[Stored data]
···

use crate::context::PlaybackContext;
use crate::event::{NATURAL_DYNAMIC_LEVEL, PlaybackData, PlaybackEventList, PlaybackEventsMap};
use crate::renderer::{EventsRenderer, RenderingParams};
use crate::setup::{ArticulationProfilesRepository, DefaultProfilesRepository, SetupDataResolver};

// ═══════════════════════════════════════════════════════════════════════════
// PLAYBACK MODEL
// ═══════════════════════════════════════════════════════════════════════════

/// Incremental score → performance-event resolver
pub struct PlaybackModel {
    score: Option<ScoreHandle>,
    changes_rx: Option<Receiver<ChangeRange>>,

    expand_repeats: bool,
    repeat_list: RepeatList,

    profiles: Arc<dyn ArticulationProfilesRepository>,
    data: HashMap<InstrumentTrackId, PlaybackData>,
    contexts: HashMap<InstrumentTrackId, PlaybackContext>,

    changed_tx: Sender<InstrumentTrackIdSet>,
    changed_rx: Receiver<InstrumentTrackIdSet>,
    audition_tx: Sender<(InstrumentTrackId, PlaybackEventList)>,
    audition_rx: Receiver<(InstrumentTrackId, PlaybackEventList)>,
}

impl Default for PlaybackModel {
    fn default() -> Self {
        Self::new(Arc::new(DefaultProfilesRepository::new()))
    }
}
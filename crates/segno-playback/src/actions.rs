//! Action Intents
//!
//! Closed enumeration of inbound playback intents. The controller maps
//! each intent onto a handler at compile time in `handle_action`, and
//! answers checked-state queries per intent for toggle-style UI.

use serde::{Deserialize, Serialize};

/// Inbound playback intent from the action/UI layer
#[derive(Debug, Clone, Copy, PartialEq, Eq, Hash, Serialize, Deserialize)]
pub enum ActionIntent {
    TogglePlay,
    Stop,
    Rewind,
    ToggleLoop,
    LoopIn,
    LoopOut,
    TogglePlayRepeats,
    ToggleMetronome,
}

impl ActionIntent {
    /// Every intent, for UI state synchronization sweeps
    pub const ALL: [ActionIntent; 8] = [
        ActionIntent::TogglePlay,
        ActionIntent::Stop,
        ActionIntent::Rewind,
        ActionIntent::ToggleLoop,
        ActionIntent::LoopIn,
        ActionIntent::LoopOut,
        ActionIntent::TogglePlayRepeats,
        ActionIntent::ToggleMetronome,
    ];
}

···

Assigned task:
Restate exactly the lines running from the line with "Self::new(Arc::new(DefaultProfilesRepository::new()))" to the end of the entries above, both ends included.

Answer space:
        Self::new(Arc::new(DefaultProfilesRepository::new()))
    }
}
filename crates/segno-playback/src/actions.rs
//! Action Intents
//!
//! Closed enumeration of inbound playback intents. The controller maps
//! each intent onto a handler at compile time in `handle_action`, and
//! answers checked-state queries per intent for toggle-style UI.

use serde::{Deserialize, Serialize};

/// Inbound playback intent from the action/UI layer
#[derive(Debug, Clone, Copy, PartialEq, Eq, Hash, Serialize, Deserialize)]
pub enum ActionIntent {
    TogglePlay,
    Stop,
    Rewind,
    ToggleLoop,
    LoopIn,
    LoopOut,
    TogglePlayRepeats,
    ToggleMetronome,
}

impl ActionIntent {
    /// Every intent, for UI state synchronization sweeps
    pub const ALL: [ActionIntent; 8] = [
        ActionIntent::TogglePlay,
        ActionIntent::Stop,
        ActionIntent::Rewind,
        ActionIntent::ToggleLoop,
        ActionIntent::LoopIn,
        ActionIntent::LoopOut,
        ActionIntent::TogglePlayRepeats,
        ActionIntent::ToggleMetronome,
    ];
}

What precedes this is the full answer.